The highway department suspended use the Avalauncher and is investigating the accident.
The accident didn't change the desire for Gazex, but "it brought renewed focus on the issues we are dealing with," Kosinski said.
"We have to work in a very dangerous environment and improvements need to be made on how we do things," he said.
Lobbing WWII-era munitions at avalanche loading zones is effective, but it is a 50-year-old strategy that is dangerous for the workers handling the explosives.
The Gazex system can be triggered remotely and routinely, allowing avalanche forecasters and CDOT workers to regularly clear loading zones with a flip of a switch during avalanche cycles. The consistent explosions of compressed air keeps dangerously large amounts of snow from accumulating, reducing the risk of catastrophic avalanches that can close U.S. 40, a vital artery for the Winter Park ski area and all of Grand County.
Adding the Gazex system will lead to fewer delays and easier access for skiers, Winter Park president Gary DeFrange said.
"Rather than waiting for large avalanches to build up, which can endanger drivers and close the roadway for hours, the Gazex system incrementally removes the snow throughout a major storm event, making Berthoud Pass travel not only more convenient, but significantly safer during the winter months," DeFrange said.
Highway departments in three western U.S. states — Wyoming, Utah and California — use Gazex exploders and the systems in wide use in Canada and Europe. There are roughly 2,000 of the French-made Gazex systems in use around the world.

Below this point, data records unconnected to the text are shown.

//! Access-token handling.
//!
//! Access tokens are standard HS256 JWTs signed with the shared `SFS_JWT_SECRET`. Issuing normally
//! happens in the identity service at login time; [`TokenIssuer`] exists so that this server (and
//! its tests) can mint tokens with the same secret. Validation happens here, via the
//! [`JwtClaims`] extractor, which reads the `sfs_access_token` header.
use std::future::{ready, Ready};

use actix_web::{dev::Payload, web, FromRequest, HttpRequest};
use chrono::Utc;
use hmac::{Hmac, Mac};
use log::debug;
use serde::{Deserialize, Serialize};
use sha2::Sha256;
use shopfront_common::Secret;

use crate::{config::AuthConfig, errors::{AuthError, ServerError}};

pub const AUTH_HEADER: &str = "sfs_access_token";

type HmacSha256 = Hmac<Sha256>;

#[derive(Debug, Clone, PartialEq, Eq, Serialize, Deserialize)]
pub struct JwtClaims {
    pub user_id: i64,
    #[serde(default)]
    pub admin: bool,
    /// Expiry as a unix timestamp.
    pub exp: i64,
}

impl FromRequest for JwtClaims {
    type Error = ServerError;
    type Future = Ready<Result<Self, Self::Error>>;

    fn from_request(req: &HttpRequest, _payload: &mut Payload) -> Self::Future {
        ready(extract_claims(req))
    }
}

fn extract_claims(req: &HttpRequest) -> Result<JwtClaims, ServerError> {
    let config = req
        .app_data::<web::Data<AuthConfig>>()
        .ok_or_else(|| ServerError::InitializeError("Auth configuration is not registered".to_string()))?;
    let token = req
        .headers()
        .get(AUTH_HEADER)
        .and_then(|v| v.to_str().ok())
        .ok_or(AuthError::MissingToken)?;
    let claims = validate_token(token, &config.jwt_secret)?;
    Ok(claims)
}

/// Verifies the token's signature and expiry and returns its claims.
pub fn validate_token(token: &str, secret: &Secret<String>) -> Result<JwtClaims, AuthError> {
    let mut parts = token.split('.');
    let (header_b64, claims_b64, sig_b64) = match (parts.next(), parts.next(), parts.next(), parts.next()) {
        (Some(h), Some(c), Some(s), None) => (h, c, s),
        _ => return Err(AuthError::PoorlyFormattedToken("Expected three dot-separated segments".to_string())),
    };
    let header = decode_segment(header_b64)?;
    let header: serde_json::Value =
        serde_json::from_slice(&header).map_err(|e| AuthError::PoorlyFormattedToken(e.to_string()))?;
    if header.get("alg").and_then(|a| a.as_str()) != Some("HS256") {
        return Err(AuthError::ValidationError("Unsupported signing algorithm".to_string()));
    }
    let signature = decode_segment(sig_b64)?;
    let mut mac = new_mac(secret);
    mac.update(header_b64.as_bytes());
    mac.update(b".");
    mac.update(claims_b64.as_bytes());
    mac.verify_slice(&signature).map_err(|_| AuthError::ValidationError("Signature mismatch".to_string()))?;
    let claims = decode_segment(claims_b64)?;
    let claims: JwtClaims =
        serde_json::from_slice(&claims).map_err(|e| AuthError::PoorlyFormattedToken(e.to_string()))?;
    if claims.exp <= Utc::now().timestamp() {
        return Err(AuthError::TokenExpired);
    }
    debug!("🔑️ Access token validated for user {}", claims.user_id);
    Ok(claims)
}

#[derive(Clone)]
pub struct TokenIssuer {
    secret: Secret<String>,
    expiry: chrono::Duration,
}

impl TokenIssuer {
    pub fn new(config: &AuthConfig) -> Self {
        Self { secret: config.jwt_secret.clone(), expiry: config.token_expiry }
    }

    /// Mints a signed access token for the given user.
    pub fn issue_token(&self, user_id: i64, admin: bool) -> String {
        let claims = JwtClaims { user_id, admin, exp: (Utc::now() + self.expiry).timestamp() };
        sign_claims(&claims, &self.secret)
    }
}

pub fn sign_claims(claims: &JwtClaims, secret: &Secret<String>) -> String {
    let header = encode_segment(br#"{"alg":"HS256","typ":"JWT"}"#);
    let body = serde_json::to_vec(claims).unwrap_or_default();
    let payload = format!("{header}.{}", encode_segment(&body));
    let mut mac = new_mac(secret);
    mac.update(payload.as_bytes());
    let signature = mac.finalize().into_bytes();
    format!("{payload}.{}", encode_segment(&signature))
}

fn new_mac(secret: &Secret<String>) -> HmacSha256 {
    // HMAC accepts keys of any length, so new_from_slice cannot fail.
    HmacSha256::new_from_slice(secret.reveal().as_bytes()).unwrap_or_else(|_| unreachable!())
}

fn encode_segment(bytes: &[u8]) -> String {
    base64::encode_config(bytes, base64::URL_SAFE_NO_PAD)
}

fn decode_segment(segment: &str) -> Result<Vec<u8>, AuthError> {
    base64::decode_config(segment, base64::URL_SAFE_NO_PAD)
        .map_err(|e| AuthError::PoorlyFormattedToken(e.to_string()))
}
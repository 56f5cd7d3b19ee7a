//! Where the helper's user-visible output goes: the switcher overlay,
//! toasts and the clipboard.

pub mod clipboard;

use crate::native::protocol::TabCard;

/// Renders the floating tab-card overlay on behalf of the extension.
pub trait SwitcherOverlay: Send + Sync {
    fn show(&mut self, tabs: &[TabCard], selected_index: usize);
    fn update_selection(&mut self, selected_index: usize);
    fn hide(&mut self);
    /// Short transient notice, e.g. after a URL copy.
    fn toast(&mut self, text: &str);
}

/// Overlay that only logs what it would draw.
#[derive(Debug, Default)]
pub struct LogOverlay {
    cards: Vec<TabCard>,
    selected: Option<usize>,
}

impl LogOverlay {
    pub fn new() -> Self {
        Self::default()
    }

    pub fn visible(&self) -> bool {
        self.selected.is_some()
    }

    pub fn selected_card(&self) -> Option<&TabCard> {
        self.selected.and_then(|i| self.cards.get(i))
    }
}

impl SwitcherOverlay for LogOverlay {
    fn show(&mut self, tabs: &[TabCard], selected_index: usize) {
        self.cards = tabs.to_vec();
        self.selected = Some(selected_index);
        for (index, card) in self.cards.iter().enumerate() {
            tracing::debug!(
                index,
                tab = %card.id,
                title = %card.title,
                thumbnail = card.thumbnail.is_some(),
                selected = index == selected_index,
                "overlay card"
            );
        }
        tracing::info!(cards = self.cards.len(), selected_index, "overlay shown");
    }

    fn update_selection(&mut self, selected_index: usize) {
        if self.selected.is_none() {
            tracing::debug!(selected_index, "selection update for hidden overlay");
            return;
        }
        if selected_index >= self.cards.len() {
            tracing::warn!(selected_index, cards = self.cards.len(), "selection out of range");
            return;
        }
        self.selected = Some(selected_index);
        let title = self.selected_card().map(|c| c.title.as_str()).unwrap_or_default();
        tracing::info!(selected_index, %title, "overlay selection");
    }

    fn hide(&mut self) {
        if self.selected.take().is_some() {
            tracing::info!("overlay hidden");
        }
        self.cards.clear();
    }

    fn toast(&mut self, text: &str) {
        tracing::info!(%text, "toast");
    }
}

Russian resort operators installed more than 40 of the curved pipe exploders above Olympic venues before the Sochi Winter Olympics. (The Rosa Khutor resort, for political reasons, doesn't use any hand-tossed explosives and an avalanche killed two skiers last month only two days after it opened to the public.)
Backcountry skiers who flock to Berthoud Pass were consulted by both the Forest Service and CDOT during the planning phase. The grassroots Friends of Berthoud Pass group supports the installation of the Gazex system.
Friends of Berthoud Pass president Carl Dowdy spoke with avalanche forecasters and highway departments across the West and Canada while he studied the effectiveness of the Gazex system.
"The results are incredible. The folks in Canada were just amazed at their ability to have only very small avalanches crossing the highway," Dowdy said. "It not only mitigates instability, but also controls the size of the avalanche."
CDOT will stick with its existing avalanche mitigation protocol for the first one or two years of the Gazex system, Kozinski said. That means they will trigger the exploders only during daylight hours and after visual inspection of the area.
Kosinski said the department wants to "ease into the system," making sure backcountry skiers and workers are well acquainted with the system before following the lead of other states, which deploy Gazex exploders in the dark of night.
If all goes well, Kosinski said the system could be installed in other loading zones of Berthoud Pass, on Loveland Pass and beyond.
"We are excited to have CDOT develop a familiarity and start expanding," Dowdy said. "It will be interesting to see how long it takes before it's used on Loveland Pass and Red Mountain Pass and across the state."